[[ GIVEN DATA, beginning ]]

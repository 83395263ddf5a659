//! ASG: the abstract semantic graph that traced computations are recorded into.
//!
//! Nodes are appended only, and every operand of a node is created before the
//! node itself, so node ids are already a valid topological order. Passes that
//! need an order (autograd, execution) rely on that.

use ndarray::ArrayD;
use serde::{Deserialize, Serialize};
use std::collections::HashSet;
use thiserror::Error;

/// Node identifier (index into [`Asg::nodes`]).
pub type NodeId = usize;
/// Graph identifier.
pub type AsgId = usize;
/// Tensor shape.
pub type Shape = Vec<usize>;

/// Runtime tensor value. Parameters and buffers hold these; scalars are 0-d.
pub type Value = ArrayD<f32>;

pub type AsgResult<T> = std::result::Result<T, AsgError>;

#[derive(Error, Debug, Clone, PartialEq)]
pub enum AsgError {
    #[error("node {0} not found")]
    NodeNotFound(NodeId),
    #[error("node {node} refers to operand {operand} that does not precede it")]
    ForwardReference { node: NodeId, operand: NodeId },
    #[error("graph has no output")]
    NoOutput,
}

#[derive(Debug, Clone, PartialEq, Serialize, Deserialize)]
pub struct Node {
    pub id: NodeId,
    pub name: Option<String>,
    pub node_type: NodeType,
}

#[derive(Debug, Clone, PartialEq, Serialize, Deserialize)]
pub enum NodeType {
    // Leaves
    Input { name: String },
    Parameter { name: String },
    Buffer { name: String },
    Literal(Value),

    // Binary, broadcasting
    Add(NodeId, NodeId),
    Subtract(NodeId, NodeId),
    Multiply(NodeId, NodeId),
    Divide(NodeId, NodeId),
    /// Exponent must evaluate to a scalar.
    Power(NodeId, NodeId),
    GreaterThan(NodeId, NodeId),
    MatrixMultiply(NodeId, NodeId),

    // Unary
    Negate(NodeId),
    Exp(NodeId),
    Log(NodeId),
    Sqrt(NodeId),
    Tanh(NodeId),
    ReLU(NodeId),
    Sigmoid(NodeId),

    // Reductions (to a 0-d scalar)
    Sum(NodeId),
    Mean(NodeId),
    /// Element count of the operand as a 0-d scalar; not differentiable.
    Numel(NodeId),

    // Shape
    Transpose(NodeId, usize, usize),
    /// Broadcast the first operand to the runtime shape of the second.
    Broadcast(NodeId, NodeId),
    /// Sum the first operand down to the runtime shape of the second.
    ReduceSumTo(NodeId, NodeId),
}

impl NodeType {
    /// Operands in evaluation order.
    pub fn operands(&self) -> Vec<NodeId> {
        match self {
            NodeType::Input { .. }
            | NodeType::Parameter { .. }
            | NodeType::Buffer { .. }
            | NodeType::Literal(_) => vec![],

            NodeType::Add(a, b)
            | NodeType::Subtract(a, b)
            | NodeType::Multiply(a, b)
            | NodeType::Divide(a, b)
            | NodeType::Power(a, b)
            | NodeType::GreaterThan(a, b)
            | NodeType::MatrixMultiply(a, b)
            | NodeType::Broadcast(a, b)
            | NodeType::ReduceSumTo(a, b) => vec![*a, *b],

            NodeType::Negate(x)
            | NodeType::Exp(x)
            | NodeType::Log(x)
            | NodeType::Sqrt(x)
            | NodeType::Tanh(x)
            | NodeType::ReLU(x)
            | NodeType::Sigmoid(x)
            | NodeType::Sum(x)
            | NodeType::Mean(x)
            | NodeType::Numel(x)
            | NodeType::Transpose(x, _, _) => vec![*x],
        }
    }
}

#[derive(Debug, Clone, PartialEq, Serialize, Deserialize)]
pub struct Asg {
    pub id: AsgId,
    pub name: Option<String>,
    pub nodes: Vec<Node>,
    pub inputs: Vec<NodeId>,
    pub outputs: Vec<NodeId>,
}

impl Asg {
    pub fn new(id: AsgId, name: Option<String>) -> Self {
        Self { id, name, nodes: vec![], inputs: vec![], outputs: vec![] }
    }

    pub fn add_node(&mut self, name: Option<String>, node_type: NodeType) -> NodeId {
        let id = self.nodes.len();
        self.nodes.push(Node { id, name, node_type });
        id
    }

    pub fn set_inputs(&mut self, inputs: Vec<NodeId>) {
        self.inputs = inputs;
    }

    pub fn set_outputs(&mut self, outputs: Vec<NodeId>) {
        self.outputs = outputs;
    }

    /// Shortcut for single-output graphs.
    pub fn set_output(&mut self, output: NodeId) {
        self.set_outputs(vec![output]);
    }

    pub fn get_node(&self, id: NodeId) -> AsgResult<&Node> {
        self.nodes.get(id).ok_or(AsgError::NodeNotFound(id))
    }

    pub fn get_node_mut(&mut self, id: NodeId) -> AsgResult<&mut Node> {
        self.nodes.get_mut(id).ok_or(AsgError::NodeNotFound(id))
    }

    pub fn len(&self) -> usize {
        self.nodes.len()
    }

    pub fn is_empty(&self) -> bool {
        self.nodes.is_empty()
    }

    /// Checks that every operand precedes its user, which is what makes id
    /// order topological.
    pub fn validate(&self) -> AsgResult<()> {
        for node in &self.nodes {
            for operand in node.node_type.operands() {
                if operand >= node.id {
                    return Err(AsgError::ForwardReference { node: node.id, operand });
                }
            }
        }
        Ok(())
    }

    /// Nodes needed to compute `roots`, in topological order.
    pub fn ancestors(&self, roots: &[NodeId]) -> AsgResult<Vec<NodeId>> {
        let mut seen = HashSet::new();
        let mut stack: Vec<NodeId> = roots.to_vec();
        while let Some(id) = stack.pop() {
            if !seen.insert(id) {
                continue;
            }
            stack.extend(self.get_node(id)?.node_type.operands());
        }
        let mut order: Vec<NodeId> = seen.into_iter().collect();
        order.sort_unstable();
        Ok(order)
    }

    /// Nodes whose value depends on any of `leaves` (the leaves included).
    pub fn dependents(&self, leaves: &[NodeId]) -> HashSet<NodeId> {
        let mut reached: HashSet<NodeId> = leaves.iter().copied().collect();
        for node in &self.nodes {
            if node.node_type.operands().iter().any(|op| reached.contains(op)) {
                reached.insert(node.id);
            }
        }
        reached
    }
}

[[ GIVEN DATA, end ]]
[[ GIVEN DATA, beginning ]]

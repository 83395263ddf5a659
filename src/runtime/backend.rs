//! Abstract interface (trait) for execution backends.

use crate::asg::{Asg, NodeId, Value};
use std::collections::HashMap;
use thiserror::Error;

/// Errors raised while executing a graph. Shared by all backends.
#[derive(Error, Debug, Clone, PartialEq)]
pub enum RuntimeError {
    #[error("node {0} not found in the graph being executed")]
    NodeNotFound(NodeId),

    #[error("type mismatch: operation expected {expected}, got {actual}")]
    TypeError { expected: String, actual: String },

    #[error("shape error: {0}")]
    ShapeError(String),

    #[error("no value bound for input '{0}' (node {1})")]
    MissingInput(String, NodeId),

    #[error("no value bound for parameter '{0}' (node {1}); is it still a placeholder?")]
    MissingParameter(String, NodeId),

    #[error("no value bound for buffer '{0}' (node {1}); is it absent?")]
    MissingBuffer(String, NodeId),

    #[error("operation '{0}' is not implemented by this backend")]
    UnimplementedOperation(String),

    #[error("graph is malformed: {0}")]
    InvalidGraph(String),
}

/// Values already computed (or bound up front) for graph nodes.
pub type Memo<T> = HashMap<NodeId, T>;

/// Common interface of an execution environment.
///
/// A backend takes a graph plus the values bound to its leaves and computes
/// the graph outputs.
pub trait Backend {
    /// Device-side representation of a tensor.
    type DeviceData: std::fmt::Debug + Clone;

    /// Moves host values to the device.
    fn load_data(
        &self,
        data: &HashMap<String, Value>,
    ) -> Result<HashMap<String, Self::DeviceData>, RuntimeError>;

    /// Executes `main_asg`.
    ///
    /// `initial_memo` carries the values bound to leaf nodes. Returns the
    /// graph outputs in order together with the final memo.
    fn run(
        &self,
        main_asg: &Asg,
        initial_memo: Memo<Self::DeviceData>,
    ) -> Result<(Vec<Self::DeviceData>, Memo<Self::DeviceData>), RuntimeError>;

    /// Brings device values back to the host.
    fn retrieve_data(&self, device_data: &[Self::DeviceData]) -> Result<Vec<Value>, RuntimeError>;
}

[[ GIVEN DATA, end ]]

EXERCISE AIM | Print the lines above from the one with "use ndarray::ArrayD;" through the one with "in evaluation order.", both included, exactly as written and nothing more.

EXERCISE ANSWER |
use ndarray::ArrayD;
use serde::{Deserialize, Serialize};
use std::collections::HashSet;
use thiserror::Error;

/// Node identifier (index into [`Asg::nodes`]).
pub type NodeId = usize;
/// Graph identifier.
pub type AsgId = usize;
/// Tensor shape.
pub type Shape = Vec<usize>;

/// Runtime tensor value. Parameters and buffers hold these; scalars are 0-d.
pub type Value = ArrayD<f32>;

pub type AsgResult<T> = std::result::Result<T, AsgError>;

#[derive(Error, Debug, Clone, PartialEq)]
pub enum AsgError {
    #[error("node {0} not found")]
    NodeNotFound(NodeId),
    #[error("node {node} refers to operand {operand} that does not precede it")]
    ForwardReference { node: NodeId, operand: NodeId },
    #[error("graph has no output")]
    NoOutput,
}

#[derive(Debug, Clone, PartialEq, Serialize, Deserialize)]
pub struct Node {
    pub id: NodeId,
    pub name: Option<String>,
    pub node_type: NodeType,
}

#[derive(Debug, Clone, PartialEq, Serialize, Deserialize)]
pub enum NodeType {
    // Leaves
    Input { name: String },
    Parameter { name: String },
    Buffer { name: String },
    Literal(Value),

    // Binary, broadcasting
    Add(NodeId, NodeId),
    Subtract(NodeId, NodeId),
    Multiply(NodeId, NodeId),
    Divide(NodeId, NodeId),
    /// Exponent must evaluate to a scalar.
    Power(NodeId, NodeId),
    GreaterThan(NodeId, NodeId),
    MatrixMultiply(NodeId, NodeId),

    // Unary
    Negate(NodeId),
    Exp(NodeId),
    Log(NodeId),
    Sqrt(NodeId),
    Tanh(NodeId),
    ReLU(NodeId),
    Sigmoid(NodeId),

    // Reductions (to a 0-d scalar)
    Sum(NodeId),
    Mean(NodeId),
    /// Element count of the operand as a 0-d scalar; not differentiable.
    Numel(NodeId),

    // Shape
    Transpose(NodeId, usize, usize),
    /// Broadcast the first operand to the runtime shape of the second.
    Broadcast(NodeId, NodeId),
    /// Sum the first operand down to the runtime shape of the second.
    ReduceSumTo(NodeId, NodeId),
}

impl NodeType {
    /// Operands in evaluation order.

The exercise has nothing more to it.